BEGIN EXCERPTED DATA

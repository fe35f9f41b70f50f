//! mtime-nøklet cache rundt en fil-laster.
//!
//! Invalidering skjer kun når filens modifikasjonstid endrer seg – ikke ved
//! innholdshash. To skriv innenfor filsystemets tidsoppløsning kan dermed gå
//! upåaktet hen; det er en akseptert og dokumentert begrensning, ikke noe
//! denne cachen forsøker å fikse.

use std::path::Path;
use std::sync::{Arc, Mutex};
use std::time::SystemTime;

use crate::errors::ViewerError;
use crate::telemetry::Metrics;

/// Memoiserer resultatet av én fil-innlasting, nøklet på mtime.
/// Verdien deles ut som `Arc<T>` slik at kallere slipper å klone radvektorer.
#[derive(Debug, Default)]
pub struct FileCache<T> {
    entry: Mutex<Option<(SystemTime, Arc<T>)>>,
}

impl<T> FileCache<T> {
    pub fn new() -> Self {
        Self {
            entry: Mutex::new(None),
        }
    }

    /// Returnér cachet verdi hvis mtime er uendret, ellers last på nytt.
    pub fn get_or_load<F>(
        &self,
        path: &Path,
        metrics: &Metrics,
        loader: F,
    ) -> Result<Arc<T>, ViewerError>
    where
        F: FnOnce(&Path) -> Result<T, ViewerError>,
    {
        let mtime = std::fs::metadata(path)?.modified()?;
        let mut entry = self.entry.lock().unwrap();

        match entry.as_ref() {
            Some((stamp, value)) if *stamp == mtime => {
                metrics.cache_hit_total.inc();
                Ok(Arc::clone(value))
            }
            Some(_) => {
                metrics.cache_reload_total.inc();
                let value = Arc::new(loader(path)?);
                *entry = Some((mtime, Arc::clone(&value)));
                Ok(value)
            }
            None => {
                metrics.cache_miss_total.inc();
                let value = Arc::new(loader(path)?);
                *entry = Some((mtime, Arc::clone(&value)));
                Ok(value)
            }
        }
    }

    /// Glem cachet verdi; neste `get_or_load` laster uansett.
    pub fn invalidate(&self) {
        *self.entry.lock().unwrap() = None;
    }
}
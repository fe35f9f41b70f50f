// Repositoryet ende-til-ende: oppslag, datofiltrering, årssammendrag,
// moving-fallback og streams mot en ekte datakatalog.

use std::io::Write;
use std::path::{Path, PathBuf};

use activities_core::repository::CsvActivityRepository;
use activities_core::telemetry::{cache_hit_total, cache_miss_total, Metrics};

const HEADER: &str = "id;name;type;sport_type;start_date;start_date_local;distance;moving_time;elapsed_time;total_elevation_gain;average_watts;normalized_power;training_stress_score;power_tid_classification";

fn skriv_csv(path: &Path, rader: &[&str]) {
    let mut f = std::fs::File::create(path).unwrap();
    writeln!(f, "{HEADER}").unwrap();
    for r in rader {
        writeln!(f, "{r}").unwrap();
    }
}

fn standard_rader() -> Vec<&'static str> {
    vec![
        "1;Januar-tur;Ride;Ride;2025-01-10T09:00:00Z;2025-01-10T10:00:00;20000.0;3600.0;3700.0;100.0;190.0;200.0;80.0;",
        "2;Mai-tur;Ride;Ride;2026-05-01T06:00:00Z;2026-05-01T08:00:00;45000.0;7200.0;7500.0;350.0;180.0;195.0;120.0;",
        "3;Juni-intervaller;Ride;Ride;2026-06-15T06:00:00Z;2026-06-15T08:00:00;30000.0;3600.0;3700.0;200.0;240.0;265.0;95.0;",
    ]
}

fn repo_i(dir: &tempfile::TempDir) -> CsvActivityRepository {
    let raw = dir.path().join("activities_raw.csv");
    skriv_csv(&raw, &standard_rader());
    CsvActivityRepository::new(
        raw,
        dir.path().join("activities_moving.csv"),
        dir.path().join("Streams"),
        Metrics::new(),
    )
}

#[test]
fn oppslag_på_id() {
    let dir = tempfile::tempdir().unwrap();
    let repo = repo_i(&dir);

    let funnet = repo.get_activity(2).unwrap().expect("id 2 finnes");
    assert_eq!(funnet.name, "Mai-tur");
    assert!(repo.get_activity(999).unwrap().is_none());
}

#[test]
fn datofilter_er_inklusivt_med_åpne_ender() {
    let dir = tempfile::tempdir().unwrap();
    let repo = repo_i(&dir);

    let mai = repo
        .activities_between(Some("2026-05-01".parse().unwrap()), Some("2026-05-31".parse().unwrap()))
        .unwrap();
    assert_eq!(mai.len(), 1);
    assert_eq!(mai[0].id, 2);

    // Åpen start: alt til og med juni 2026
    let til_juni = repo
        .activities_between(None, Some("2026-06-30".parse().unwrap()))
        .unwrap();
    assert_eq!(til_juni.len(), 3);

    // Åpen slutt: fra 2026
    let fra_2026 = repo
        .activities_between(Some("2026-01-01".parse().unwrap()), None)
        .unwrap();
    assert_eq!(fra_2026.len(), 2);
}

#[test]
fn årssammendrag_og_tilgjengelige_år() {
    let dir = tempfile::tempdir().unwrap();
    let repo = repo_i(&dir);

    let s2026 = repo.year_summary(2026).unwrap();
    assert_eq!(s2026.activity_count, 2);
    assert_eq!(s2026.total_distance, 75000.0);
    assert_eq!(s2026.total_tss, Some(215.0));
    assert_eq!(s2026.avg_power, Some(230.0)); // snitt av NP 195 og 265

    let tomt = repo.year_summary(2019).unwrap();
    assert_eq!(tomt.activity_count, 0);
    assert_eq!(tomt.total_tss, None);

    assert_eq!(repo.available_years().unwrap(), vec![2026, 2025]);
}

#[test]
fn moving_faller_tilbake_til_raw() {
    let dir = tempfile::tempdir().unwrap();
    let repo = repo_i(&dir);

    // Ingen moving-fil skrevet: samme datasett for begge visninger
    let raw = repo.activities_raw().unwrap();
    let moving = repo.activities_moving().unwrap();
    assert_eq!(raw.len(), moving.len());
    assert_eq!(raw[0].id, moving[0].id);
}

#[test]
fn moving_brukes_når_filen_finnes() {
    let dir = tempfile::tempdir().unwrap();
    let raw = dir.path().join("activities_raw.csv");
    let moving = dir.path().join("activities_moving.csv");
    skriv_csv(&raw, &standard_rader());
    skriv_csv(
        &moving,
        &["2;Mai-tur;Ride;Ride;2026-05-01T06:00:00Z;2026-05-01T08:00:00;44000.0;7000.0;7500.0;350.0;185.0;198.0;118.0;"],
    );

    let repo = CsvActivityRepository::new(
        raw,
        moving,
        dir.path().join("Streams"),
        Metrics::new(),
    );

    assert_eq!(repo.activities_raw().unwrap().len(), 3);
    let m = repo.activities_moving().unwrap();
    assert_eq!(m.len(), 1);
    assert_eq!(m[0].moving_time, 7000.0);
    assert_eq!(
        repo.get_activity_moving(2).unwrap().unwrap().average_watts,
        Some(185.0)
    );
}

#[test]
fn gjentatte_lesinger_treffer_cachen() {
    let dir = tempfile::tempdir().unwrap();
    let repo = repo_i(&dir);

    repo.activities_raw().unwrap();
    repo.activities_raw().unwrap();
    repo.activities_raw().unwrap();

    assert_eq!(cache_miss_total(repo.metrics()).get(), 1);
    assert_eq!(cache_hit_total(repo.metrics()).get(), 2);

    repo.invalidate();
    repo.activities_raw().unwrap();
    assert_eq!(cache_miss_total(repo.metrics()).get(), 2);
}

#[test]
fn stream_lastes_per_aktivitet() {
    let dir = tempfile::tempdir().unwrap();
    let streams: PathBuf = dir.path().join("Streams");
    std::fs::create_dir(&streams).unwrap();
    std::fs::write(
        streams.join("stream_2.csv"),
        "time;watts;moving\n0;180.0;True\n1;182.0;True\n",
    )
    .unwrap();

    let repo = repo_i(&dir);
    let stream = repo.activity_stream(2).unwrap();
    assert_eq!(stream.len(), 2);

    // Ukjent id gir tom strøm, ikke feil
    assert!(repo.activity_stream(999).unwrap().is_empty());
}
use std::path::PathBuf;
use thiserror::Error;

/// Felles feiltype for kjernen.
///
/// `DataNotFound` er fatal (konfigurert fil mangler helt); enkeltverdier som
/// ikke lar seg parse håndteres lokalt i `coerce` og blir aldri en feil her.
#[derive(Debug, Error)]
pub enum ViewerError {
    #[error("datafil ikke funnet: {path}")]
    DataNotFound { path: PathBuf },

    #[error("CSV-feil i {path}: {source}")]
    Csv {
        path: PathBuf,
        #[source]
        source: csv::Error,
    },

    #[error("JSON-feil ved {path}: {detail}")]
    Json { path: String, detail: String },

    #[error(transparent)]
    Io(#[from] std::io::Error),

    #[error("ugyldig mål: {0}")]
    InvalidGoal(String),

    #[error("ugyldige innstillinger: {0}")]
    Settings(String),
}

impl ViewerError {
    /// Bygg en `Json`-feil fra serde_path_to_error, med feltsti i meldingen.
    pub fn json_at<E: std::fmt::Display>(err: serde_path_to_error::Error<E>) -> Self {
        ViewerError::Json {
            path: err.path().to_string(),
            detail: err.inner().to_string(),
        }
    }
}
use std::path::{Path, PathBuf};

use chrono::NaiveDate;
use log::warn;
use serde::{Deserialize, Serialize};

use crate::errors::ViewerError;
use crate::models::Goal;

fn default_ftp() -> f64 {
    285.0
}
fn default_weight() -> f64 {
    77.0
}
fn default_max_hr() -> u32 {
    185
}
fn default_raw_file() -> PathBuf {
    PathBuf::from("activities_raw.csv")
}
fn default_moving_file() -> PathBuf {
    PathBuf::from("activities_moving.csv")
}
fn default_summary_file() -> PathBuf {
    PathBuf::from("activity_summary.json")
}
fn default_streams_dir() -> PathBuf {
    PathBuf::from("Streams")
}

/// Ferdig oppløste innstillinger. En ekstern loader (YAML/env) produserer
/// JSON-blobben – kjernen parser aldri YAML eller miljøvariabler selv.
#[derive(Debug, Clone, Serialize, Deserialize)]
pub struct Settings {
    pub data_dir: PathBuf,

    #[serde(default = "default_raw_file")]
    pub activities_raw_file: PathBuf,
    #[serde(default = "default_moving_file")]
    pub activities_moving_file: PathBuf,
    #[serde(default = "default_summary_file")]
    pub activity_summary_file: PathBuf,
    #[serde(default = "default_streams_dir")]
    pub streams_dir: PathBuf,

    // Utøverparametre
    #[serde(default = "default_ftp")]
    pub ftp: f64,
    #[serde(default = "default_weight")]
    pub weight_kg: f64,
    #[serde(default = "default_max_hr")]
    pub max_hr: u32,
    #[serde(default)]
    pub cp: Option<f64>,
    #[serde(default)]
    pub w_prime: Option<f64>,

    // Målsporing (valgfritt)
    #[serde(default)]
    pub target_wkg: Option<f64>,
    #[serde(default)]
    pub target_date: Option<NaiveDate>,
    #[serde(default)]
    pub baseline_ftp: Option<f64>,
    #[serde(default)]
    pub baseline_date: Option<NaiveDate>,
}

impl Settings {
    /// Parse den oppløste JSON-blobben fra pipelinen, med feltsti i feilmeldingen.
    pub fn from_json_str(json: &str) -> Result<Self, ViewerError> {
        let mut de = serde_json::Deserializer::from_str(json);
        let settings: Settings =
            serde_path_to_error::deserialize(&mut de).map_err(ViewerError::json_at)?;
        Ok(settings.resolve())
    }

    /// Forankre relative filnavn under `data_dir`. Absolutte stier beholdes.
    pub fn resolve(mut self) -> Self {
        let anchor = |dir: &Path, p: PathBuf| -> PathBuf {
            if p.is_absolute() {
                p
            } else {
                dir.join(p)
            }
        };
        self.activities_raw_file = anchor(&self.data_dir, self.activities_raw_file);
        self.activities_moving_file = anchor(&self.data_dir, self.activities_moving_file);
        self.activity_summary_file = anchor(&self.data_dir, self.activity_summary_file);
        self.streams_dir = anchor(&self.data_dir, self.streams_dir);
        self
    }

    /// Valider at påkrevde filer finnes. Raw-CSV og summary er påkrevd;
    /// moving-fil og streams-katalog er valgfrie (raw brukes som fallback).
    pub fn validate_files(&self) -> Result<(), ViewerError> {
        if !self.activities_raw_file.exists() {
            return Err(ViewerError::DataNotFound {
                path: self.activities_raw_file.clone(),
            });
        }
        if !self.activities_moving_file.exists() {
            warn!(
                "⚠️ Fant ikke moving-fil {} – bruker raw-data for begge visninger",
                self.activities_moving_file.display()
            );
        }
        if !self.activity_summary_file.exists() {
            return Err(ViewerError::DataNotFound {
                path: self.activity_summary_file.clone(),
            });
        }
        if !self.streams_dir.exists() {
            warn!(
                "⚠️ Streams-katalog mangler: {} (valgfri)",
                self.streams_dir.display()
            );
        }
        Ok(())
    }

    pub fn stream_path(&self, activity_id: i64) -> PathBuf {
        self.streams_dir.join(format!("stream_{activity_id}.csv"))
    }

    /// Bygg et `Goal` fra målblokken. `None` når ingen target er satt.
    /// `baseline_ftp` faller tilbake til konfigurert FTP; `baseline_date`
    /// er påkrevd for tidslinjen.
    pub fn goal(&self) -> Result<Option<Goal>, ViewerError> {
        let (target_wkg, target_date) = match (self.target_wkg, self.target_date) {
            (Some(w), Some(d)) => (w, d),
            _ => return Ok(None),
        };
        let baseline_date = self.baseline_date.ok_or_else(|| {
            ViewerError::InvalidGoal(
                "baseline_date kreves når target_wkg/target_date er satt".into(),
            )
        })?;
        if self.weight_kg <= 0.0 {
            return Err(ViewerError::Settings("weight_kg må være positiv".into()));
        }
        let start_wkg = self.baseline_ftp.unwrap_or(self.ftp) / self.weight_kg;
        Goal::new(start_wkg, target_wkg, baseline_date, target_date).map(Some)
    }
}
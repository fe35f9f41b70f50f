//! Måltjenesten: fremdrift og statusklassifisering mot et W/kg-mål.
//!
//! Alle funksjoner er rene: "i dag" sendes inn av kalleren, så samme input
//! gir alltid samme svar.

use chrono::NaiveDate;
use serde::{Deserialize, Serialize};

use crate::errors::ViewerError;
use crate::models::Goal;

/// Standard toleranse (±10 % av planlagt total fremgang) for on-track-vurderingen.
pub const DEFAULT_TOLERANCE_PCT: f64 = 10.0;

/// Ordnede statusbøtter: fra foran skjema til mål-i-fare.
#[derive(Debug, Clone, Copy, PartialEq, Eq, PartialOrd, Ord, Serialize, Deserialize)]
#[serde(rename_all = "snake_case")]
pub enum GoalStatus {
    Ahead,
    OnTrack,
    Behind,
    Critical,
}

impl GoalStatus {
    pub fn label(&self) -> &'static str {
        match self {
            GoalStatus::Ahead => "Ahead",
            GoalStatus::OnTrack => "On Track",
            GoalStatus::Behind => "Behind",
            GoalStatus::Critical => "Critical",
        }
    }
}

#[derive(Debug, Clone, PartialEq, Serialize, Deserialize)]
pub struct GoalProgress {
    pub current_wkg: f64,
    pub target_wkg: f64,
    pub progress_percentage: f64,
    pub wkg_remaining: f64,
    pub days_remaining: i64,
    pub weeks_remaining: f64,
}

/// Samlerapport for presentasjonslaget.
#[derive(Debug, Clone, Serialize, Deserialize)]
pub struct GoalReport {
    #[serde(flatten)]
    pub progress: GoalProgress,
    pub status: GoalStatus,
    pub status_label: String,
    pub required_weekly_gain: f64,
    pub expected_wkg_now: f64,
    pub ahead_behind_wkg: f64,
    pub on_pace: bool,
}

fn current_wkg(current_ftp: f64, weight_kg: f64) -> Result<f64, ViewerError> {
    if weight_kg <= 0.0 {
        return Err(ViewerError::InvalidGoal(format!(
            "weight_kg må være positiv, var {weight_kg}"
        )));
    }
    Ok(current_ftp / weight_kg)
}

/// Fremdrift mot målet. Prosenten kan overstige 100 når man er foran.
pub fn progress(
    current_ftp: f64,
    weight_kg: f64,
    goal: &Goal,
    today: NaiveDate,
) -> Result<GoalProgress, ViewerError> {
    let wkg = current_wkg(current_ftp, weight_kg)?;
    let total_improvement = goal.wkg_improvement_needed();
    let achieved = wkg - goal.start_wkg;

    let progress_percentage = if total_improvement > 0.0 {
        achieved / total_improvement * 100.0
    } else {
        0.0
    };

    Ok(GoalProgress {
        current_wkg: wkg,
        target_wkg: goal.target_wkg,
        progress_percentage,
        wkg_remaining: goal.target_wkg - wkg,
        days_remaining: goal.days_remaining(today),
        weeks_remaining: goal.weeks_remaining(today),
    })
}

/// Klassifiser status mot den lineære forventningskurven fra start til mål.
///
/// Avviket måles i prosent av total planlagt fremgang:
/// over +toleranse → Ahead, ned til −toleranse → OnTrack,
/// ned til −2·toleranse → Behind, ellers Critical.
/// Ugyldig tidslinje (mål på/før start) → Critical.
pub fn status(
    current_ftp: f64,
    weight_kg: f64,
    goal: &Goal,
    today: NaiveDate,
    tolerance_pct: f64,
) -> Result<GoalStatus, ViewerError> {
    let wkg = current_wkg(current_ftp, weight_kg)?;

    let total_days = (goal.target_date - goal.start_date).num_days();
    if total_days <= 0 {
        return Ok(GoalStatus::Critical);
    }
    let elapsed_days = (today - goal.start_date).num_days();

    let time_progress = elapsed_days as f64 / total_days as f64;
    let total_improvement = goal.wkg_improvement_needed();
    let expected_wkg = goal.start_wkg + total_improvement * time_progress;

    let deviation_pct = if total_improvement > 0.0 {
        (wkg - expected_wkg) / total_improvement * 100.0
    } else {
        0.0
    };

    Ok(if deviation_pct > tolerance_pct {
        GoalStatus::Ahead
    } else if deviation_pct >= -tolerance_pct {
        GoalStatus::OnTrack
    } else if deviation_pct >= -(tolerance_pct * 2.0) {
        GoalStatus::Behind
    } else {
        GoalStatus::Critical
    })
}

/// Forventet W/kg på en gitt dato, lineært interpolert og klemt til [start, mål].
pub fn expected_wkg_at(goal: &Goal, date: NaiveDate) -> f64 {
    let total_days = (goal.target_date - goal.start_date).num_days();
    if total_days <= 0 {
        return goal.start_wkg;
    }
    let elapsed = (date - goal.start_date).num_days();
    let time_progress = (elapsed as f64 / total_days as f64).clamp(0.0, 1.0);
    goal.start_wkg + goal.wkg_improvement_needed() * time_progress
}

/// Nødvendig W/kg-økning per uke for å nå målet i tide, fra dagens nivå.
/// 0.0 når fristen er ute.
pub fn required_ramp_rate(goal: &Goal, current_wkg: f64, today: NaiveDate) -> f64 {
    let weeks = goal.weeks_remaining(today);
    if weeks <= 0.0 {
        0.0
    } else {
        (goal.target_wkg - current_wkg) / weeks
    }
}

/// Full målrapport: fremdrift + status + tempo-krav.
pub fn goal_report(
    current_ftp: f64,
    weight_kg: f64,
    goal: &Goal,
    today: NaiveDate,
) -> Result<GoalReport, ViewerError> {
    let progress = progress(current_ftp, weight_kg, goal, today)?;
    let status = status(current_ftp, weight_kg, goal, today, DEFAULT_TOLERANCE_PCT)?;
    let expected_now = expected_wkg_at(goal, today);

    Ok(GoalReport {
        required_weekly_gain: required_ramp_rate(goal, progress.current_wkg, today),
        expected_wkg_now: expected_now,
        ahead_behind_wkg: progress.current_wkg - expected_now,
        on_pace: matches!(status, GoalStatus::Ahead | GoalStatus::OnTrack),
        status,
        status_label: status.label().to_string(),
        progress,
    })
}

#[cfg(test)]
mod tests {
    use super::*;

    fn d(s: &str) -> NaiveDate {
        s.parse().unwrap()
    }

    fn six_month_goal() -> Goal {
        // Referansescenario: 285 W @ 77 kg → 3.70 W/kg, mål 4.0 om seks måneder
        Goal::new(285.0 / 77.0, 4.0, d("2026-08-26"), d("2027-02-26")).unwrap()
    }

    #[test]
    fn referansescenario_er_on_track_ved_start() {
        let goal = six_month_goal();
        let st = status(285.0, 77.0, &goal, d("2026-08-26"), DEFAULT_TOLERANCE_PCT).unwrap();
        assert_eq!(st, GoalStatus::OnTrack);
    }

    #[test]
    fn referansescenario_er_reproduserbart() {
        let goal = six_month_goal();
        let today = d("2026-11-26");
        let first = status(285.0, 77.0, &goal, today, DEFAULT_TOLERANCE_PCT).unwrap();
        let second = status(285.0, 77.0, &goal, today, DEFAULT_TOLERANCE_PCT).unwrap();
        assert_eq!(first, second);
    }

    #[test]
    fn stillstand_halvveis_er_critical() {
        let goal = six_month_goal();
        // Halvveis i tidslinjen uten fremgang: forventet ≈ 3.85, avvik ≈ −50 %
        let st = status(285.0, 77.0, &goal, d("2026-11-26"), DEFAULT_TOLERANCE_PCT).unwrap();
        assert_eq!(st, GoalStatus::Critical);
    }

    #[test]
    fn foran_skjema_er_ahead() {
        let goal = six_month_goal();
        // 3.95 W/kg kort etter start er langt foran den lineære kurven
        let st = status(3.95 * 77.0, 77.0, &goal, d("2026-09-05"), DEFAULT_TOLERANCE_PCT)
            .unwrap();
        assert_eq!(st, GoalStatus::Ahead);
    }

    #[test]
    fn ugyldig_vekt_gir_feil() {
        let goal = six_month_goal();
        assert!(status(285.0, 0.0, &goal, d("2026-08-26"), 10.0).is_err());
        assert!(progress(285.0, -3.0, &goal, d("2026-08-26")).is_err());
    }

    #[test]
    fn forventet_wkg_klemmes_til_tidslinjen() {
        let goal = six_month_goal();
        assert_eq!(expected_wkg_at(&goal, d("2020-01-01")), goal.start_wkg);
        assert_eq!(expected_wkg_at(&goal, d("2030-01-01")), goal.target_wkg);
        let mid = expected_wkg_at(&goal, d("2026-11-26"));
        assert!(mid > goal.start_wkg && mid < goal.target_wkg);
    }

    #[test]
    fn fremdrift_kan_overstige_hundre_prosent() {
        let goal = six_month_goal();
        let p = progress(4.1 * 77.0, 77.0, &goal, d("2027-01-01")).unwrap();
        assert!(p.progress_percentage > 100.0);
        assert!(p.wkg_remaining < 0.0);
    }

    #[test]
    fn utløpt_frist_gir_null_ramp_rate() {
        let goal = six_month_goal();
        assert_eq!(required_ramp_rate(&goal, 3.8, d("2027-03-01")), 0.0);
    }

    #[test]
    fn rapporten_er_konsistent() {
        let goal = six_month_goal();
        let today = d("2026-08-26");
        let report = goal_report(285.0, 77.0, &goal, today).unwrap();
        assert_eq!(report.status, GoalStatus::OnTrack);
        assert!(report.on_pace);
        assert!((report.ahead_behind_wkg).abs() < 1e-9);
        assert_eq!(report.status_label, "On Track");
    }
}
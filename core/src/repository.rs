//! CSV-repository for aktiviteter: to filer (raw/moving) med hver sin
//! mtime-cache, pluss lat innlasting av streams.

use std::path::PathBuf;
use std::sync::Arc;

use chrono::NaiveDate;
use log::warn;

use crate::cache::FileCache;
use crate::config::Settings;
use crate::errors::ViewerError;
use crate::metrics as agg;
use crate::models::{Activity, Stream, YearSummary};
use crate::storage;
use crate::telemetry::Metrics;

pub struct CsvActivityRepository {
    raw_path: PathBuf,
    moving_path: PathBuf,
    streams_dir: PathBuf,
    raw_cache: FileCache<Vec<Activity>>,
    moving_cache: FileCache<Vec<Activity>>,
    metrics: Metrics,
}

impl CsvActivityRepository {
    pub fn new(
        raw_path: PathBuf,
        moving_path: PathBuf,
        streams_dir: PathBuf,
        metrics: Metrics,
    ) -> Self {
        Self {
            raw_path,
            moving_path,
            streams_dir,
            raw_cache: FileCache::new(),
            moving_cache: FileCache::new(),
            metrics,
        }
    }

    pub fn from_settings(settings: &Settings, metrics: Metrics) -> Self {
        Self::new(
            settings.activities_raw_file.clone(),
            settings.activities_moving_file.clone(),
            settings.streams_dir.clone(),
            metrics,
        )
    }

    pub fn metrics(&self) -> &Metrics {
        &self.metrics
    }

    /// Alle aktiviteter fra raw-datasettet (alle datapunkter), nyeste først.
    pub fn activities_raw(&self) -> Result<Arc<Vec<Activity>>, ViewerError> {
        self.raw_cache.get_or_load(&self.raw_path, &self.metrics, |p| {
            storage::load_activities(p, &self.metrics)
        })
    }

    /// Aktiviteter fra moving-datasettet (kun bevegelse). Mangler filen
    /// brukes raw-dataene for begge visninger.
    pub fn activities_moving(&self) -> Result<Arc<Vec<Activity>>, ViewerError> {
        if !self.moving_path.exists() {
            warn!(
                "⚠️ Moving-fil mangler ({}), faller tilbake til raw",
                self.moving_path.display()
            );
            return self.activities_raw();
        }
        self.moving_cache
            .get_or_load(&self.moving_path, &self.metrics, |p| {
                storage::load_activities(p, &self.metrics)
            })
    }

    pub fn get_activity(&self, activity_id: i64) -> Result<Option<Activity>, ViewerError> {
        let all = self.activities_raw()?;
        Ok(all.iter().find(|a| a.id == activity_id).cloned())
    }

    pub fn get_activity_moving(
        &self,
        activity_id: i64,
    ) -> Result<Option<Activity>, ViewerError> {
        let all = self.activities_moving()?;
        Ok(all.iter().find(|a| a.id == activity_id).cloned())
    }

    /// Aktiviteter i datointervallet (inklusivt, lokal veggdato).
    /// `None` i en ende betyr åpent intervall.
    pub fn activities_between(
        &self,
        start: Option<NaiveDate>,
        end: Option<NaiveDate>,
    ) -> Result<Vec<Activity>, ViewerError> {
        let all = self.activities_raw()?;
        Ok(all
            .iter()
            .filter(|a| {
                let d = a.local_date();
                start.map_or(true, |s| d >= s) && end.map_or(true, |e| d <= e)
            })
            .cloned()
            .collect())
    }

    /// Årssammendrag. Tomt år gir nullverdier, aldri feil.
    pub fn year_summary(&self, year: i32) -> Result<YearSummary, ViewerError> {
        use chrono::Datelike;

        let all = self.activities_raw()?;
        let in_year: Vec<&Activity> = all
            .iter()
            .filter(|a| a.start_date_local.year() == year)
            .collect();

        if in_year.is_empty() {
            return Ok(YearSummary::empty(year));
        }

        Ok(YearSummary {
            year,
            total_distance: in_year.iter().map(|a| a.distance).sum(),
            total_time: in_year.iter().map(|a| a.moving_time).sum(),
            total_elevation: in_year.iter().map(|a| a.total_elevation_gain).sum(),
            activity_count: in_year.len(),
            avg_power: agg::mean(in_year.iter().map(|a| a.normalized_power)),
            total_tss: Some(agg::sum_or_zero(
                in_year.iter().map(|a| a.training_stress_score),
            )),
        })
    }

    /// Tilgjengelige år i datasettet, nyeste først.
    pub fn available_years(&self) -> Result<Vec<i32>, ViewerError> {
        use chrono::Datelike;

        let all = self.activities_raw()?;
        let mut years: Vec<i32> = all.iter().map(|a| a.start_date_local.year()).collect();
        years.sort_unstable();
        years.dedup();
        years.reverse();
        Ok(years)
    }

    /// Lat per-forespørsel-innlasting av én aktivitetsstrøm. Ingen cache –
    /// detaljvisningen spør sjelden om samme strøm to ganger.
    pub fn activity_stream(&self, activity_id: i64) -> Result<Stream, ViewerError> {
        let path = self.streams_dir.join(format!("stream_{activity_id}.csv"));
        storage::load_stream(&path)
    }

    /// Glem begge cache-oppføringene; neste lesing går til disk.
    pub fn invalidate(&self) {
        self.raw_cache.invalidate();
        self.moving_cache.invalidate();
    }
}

END EXCERPTED DATA

WHAT IS NEEDED: Gather each line in the entries above where the string "derive" is found.

TASK SOLUTION:
#[derive(Debug, Default)]
#[derive(Debug, Error)]
#[derive(Debug, Clone, Serialize, Deserialize)]
#[derive(Debug, Clone, Copy, PartialEq, Eq, PartialOrd, Ord, Serialize, Deserialize)]
#[derive(Debug, Clone, PartialEq, Serialize, Deserialize)]
#[derive(Debug, Clone, Serialize, Deserialize)]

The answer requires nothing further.